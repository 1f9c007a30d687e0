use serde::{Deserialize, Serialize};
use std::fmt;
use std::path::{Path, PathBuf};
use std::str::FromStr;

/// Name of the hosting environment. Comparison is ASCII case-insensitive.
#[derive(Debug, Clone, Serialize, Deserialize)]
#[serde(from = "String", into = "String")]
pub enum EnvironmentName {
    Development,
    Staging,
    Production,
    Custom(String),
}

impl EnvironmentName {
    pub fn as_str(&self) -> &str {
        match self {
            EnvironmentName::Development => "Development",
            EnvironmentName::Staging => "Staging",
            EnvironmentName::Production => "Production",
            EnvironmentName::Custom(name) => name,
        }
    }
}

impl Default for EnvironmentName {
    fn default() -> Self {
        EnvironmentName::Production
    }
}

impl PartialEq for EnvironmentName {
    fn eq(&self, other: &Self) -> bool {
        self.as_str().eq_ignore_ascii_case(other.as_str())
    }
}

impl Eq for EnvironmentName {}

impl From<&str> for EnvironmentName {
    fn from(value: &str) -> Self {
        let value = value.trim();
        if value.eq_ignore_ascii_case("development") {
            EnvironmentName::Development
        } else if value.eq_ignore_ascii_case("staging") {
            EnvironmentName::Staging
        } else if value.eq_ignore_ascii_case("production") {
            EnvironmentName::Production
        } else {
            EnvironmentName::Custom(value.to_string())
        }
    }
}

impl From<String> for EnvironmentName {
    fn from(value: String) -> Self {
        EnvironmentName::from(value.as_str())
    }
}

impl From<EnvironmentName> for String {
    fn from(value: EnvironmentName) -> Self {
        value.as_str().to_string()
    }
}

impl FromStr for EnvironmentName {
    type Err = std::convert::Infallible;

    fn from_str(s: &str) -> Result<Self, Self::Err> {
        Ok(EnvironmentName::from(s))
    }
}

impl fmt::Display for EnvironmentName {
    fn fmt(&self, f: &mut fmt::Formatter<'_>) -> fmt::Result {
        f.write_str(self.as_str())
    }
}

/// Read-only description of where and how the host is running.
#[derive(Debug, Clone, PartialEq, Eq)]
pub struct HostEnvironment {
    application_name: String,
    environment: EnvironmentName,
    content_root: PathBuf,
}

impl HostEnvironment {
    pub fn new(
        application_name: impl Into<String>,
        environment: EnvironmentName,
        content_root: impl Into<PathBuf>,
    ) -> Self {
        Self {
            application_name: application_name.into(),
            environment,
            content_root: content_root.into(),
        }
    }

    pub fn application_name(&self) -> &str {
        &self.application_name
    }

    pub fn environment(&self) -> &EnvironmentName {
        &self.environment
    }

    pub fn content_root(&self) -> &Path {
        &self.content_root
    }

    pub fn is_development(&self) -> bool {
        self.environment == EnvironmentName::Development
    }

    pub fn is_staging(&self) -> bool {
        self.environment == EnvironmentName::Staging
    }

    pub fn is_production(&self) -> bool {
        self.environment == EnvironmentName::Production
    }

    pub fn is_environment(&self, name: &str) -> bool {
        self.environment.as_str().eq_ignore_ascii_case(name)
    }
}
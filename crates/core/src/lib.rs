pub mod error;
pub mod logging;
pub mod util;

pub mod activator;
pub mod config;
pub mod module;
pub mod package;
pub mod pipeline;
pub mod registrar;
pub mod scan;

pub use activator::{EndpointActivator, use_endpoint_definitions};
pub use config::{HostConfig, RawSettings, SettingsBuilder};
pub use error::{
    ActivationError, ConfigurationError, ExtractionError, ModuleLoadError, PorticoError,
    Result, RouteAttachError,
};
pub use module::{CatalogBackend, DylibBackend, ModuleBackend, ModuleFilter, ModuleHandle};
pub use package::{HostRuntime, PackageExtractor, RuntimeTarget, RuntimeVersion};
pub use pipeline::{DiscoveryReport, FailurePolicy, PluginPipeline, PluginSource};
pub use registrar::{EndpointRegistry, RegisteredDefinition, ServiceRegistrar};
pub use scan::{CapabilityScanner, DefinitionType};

________________________________________

- _Task statement_
Search the data above for the word "derive" and show every line that has it.

- _Reply_
#[derive(Debug, Clone, Serialize, Deserialize)]
#[derive(Debug, Clone, PartialEq, Eq)]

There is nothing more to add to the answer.